The changing face of the new Chinese traveler, as Glos notes, is younger, primarily in their 30s, characterized as Free Independent Travelers (FIT).

“Exhibiting a nuanced understanding of global travel dynamics, these individuals align more closely with their European and North American counterparts.”

While Glos notes that the decline of large group travel has been evident in 2023, this year will witness the resurgence of group tours.

Consumer habits that developed during the pandemic have also changed how people plan and share their travel experiences.

In the past few years, Trip.com Group has expanded its content offerings, such as livestream series, the community travel sharing space, and the Star Hub channel, which supports partner marketing activities.

The Stay-at-Home Chinese

The China Tourism Research Institute estimates that in 2023, annual domestic tourist volume will reach 5.4 billion trips, and tourism revenue will recover to 90% of the 2019 peak, indicating a robust revival.

In December 2022, domestic Chinese tourism was at approximately 15% of pre-Covid levels, and international tourism was at about 1% of pre-Covid levels, points out Glos.

Travel is an important part of the Chinese consumer’s lifestyle. Our projections for 2024 are that global travel will not just rebound to pre-Covid levels but will shatter those 2019 numbers by the end of the coming year.

Alexander Glos, CEO of China i2i Group

Following the October national day holidays, the latest data suggests that domestic tourism has rebounded to approximately 100% of pre-Covid levels, with domestic travel spending having exceeded pre-Covid levels by about 10-15%.

Reflecting on the tourism boom, Chai notes that domestic hotel bookings in the third quarter of 2023 grew by over 90% year-on-year, while outbound hotel and air reservations recovered to around 80% of pre-Covid levels.

According to Trip.com Group data, by December 15, overall bookings for domestic travel for the New Year holiday increased by more than three times year-on-year, with search volumes for domestic flights and hotels both exceeding 2019 levels.

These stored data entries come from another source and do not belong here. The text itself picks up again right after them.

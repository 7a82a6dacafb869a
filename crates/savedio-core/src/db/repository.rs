//! Bookmark repository implementation

use std::collections::HashMap;

use libsql::{params, Connection, Row, Value};

use crate::error::Result;
use crate::models::{Bookmark, BookmarkId, BookmarkList};

const BOOKMARK_COLUMNS: &str =
    "id, url, title, notes, date, COALESCE(list_name, ''), is_favorite, click_counter";

/// Which bookmarks a query returns
#[derive(Debug, Clone, PartialEq, Eq, Default)]
pub enum BookmarkFilter {
    /// Every bookmark
    #[default]
    All,
    /// Bookmarks flagged as favorite
    Favorites,
    /// Members of the named list
    InList(String),
    /// Bookmarks opened at least once
    Clicked,
}

/// Trait for bookmark and list storage operations (async)
#[allow(async_fn_in_trait)]
pub trait BookmarkRepository {
    /// Get a bookmark by ID
    async fn find_by_id(&self, id: &BookmarkId) -> Result<Option<Bookmark>>;

    /// List bookmarks matching a filter, in insertion order
    async fn find_all(&self, filter: &BookmarkFilter) -> Result<Vec<Bookmark>>;

    /// Insert a bookmark, or overwrite every field of an existing one
    ///
    /// A non-empty list name must reference an existing list.
    async fn upsert(&self, bookmark: &Bookmark) -> Result<()>;

    /// Delete a bookmark, returning whether it existed
    async fn delete(&self, id: &BookmarkId) -> Result<bool>;

    /// Get a list with its members
    async fn find_list(&self, name: &str) -> Result<Option<BookmarkList>>;

    /// Get every list with its members, ordered by name
    async fn find_lists(&self) -> Result<Vec<BookmarkList>>;

    /// Create a list if it doesn't exist yet and return it
    async fn upsert_list(&self, name: &str) -> Result<BookmarkList>;

    /// Set the notify flag of a list, returning whether the list exists
    async fn set_list_notify(&self, name: &str, notify: bool) -> Result<bool>;

    /// Delete a list, returning whether it existed
    ///
    /// Fails while bookmarks still reference the list.
    async fn delete_list(&self, name: &str) -> Result<bool>;
}

/// libSQL implementation of `BookmarkRepository`
pub struct LibSqlBookmarkRepository<'a> {
    conn: &'a Connection,
}

impl<'a> LibSqlBookmarkRepository<'a> {
    /// Create a new repository with the given connection
    pub const fn new(conn: &'a Connection) -> Self {
        Self { conn }
    }

    fn row_to_bookmark(row: &Row) -> Result<Bookmark> {
        Ok(Bookmark {
            id: BookmarkId::new(row.get::<String>(0)?),
            url: row.get(1)?,
            title: row.get(2)?,
            notes: row.get(3)?,
            date: row.get(4)?,
            list_name: row.get(5)?,
            is_favorite: row.get::<i32>(6)? != 0,
            click_counter: row.get(7)?,
        })
    }

    async fn query_bookmarks(&self, sql: &str, list: Option<&str>) -> Result<Vec<Bookmark>> {
        let mut rows = match list {
            Some(name) => self.conn.query(sql, [name]).await?,
            None => self.conn.query(sql, ()).await?,
        };

        let mut bookmarks = Vec::new();
        while let Some(row) = rows.next().await? {
            bookmarks.push(Self::row_to_bookmark(&row)?);
        }
        Ok(bookmarks)
    }

    async fn member_ids(&self, name: &str) -> Result<Vec<BookmarkId>> {
        let mut rows = self
            .conn
            .query(
                "SELECT id FROM bookmarks WHERE list_name = ? ORDER BY rowid",
                [name],
            )
            .await?;

        let mut ids = Vec::new();
        while let Some(row) = rows.next().await? {
            ids.push(BookmarkId::new(row.get::<String>(0)?));
        }
        Ok(ids)
    }
}

impl BookmarkRepository for LibSqlBookmarkRepository<'_> {
    async fn find_by_id(&self, id: &BookmarkId) -> Result<Option<Bookmark>> {
        let sql = format!("SELECT {BOOKMARK_COLUMNS} FROM bookmarks WHERE id = ?");
        let mut rows = self.conn.query(&sql, [id.as_str()]).await?;

        match rows.next().await? {
            Some(row) => Ok(Some(Self::row_to_bookmark(&row)?)),
            None => Ok(None),
        }
    }

    async fn find_all(&self, filter: &BookmarkFilter) -> Result<Vec<Bookmark>> {
        let (condition, list) = match filter {
            BookmarkFilter::All => ("1 = 1", None),
            BookmarkFilter::Favorites => ("is_favorite = 1", None),
            BookmarkFilter::InList(name) => ("list_name = ?", Some(name.as_str())),
            BookmarkFilter::Clicked => ("click_counter > 0", None),
        };
        let sql =
            format!("SELECT {BOOKMARK_COLUMNS} FROM bookmarks WHERE {condition} ORDER BY rowid");
        self.query_bookmarks(&sql, list).await
    }

    async fn upsert(&self, bookmark: &Bookmark) -> Result<()> {
        let list_name = if bookmark.has_list() {
            Value::Text(bookmark.list_name.clone())
        } else {
            Value::Null
        };

        self.conn
            .execute(
                "INSERT INTO bookmarks (id, url, title, notes, date, list_name, is_favorite, click_counter)
                 VALUES (?, ?, ?, ?, ?, ?, ?, ?)
                 ON CONFLICT(id) DO UPDATE SET
                    url = excluded.url,
                    title = excluded.title,
                    notes = excluded.notes,
                    date = excluded.date,
                    list_name = excluded.list_name,
                    is_favorite = excluded.is_favorite,
                    click_counter = excluded.click_counter",
                params![
                    bookmark.id.as_str(),
                    bookmark.url.as_str(),
                    bookmark.title.as_str(),
                    bookmark.notes.as_str(),
                    bookmark.date.as_str(),
                    list_name,
                    i64::from(bookmark.is_favorite),
                    bookmark.click_counter,
                ],
            )
            .await?;
        Ok(())
    }

    async fn delete(&self, id: &BookmarkId) -> Result<bool> {
        let affected = self
            .conn
            .execute("DELETE FROM bookmarks WHERE id = ?", [id.as_str()])
            .await?;
        Ok(affected > 0)
    }

    async fn find_list(&self, name: &str) -> Result<Option<BookmarkList>> {
        let mut rows = self
            .conn
            .query("SELECT name, notify FROM bookmark_lists WHERE name = ?", [name])
            .await?;

        let Some(row) = rows.next().await? else {
            return Ok(None);
        };
        let mut list = BookmarkList::new(row.get::<String>(0)?);
        list.notify = row.get::<i32>(1)? != 0;
        list.bookmarks = self.member_ids(name).await?;
        Ok(Some(list))
    }

    async fn find_lists(&self) -> Result<Vec<BookmarkList>> {
        let mut members: HashMap<String, Vec<BookmarkId>> = HashMap::new();
        let mut rows = self
            .conn
            .query(
                "SELECT id, list_name FROM bookmarks WHERE list_name IS NOT NULL ORDER BY rowid",
                (),
            )
            .await?;
        while let Some(row) = rows.next().await? {
            let id = BookmarkId::new(row.get::<String>(0)?);
            members.entry(row.get::<String>(1)?).or_default().push(id);
        }

        let mut rows = self
            .conn
            .query("SELECT name, notify FROM bookmark_lists ORDER BY name", ())
            .await?;
        let mut lists = Vec::new();
        while let Some(row) = rows.next().await? {
            let mut list = BookmarkList::new(row.get::<String>(0)?);
            list.notify = row.get::<i32>(1)? != 0;
            list.bookmarks = members.remove(&list.name).unwrap_or_default();
            lists.push(list);
        }
        Ok(lists)
    }

    async fn upsert_list(&self, name: &str) -> Result<BookmarkList> {
        self.conn
            .execute(
                "INSERT OR IGNORE INTO bookmark_lists (name, notify) VALUES (?, 0)",
                [name],
            )
            .await?;

        self.find_list(name)
            .await?
            .ok_or_else(|| crate::error::Error::NotFound(format!("list {name}")))
    }

    async fn set_list_notify(&self, name: &str, notify: bool) -> Result<bool> {
        let affected = self
            .conn
            .execute(
                "UPDATE bookmark_lists SET notify = ? WHERE name = ?",
                params![i64::from(notify), name],
            )
            .await?;
        Ok(affected > 0)
    }

    async fn delete_list(&self, name: &str) -> Result<bool> {
        let affected = self
            .conn
            .execute("DELETE FROM bookmark_lists WHERE name = ?", [name])
            .await?;
        Ok(affected > 0)
    }
}

/// Delete the named list when it no longer has members.
///
/// Returns whether the list was deleted.
pub async fn purge_list_if_empty(repo: &impl BookmarkRepository, name: &str) -> Result<bool> {
    match repo.find_list(name).await? {
        Some(list) if list.is_empty() => repo.delete_list(name).await,
        _ => Ok(false),
    }
}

In the careful dance of economic recovery, the Chinese consumer has tip-toed through the past year. But as Glos mentions, “Travel is an important part of the Chinese consumer’s lifestyle. Our projections for 2024 are that global travel will not just rebound to pre-Covid levels but will shatter those 2019 numbers by the end of the coming year.”

Get ready for a travel extravaganza, where caution gives way to the exuberant footsteps of a resurgent Chinese wanderlust.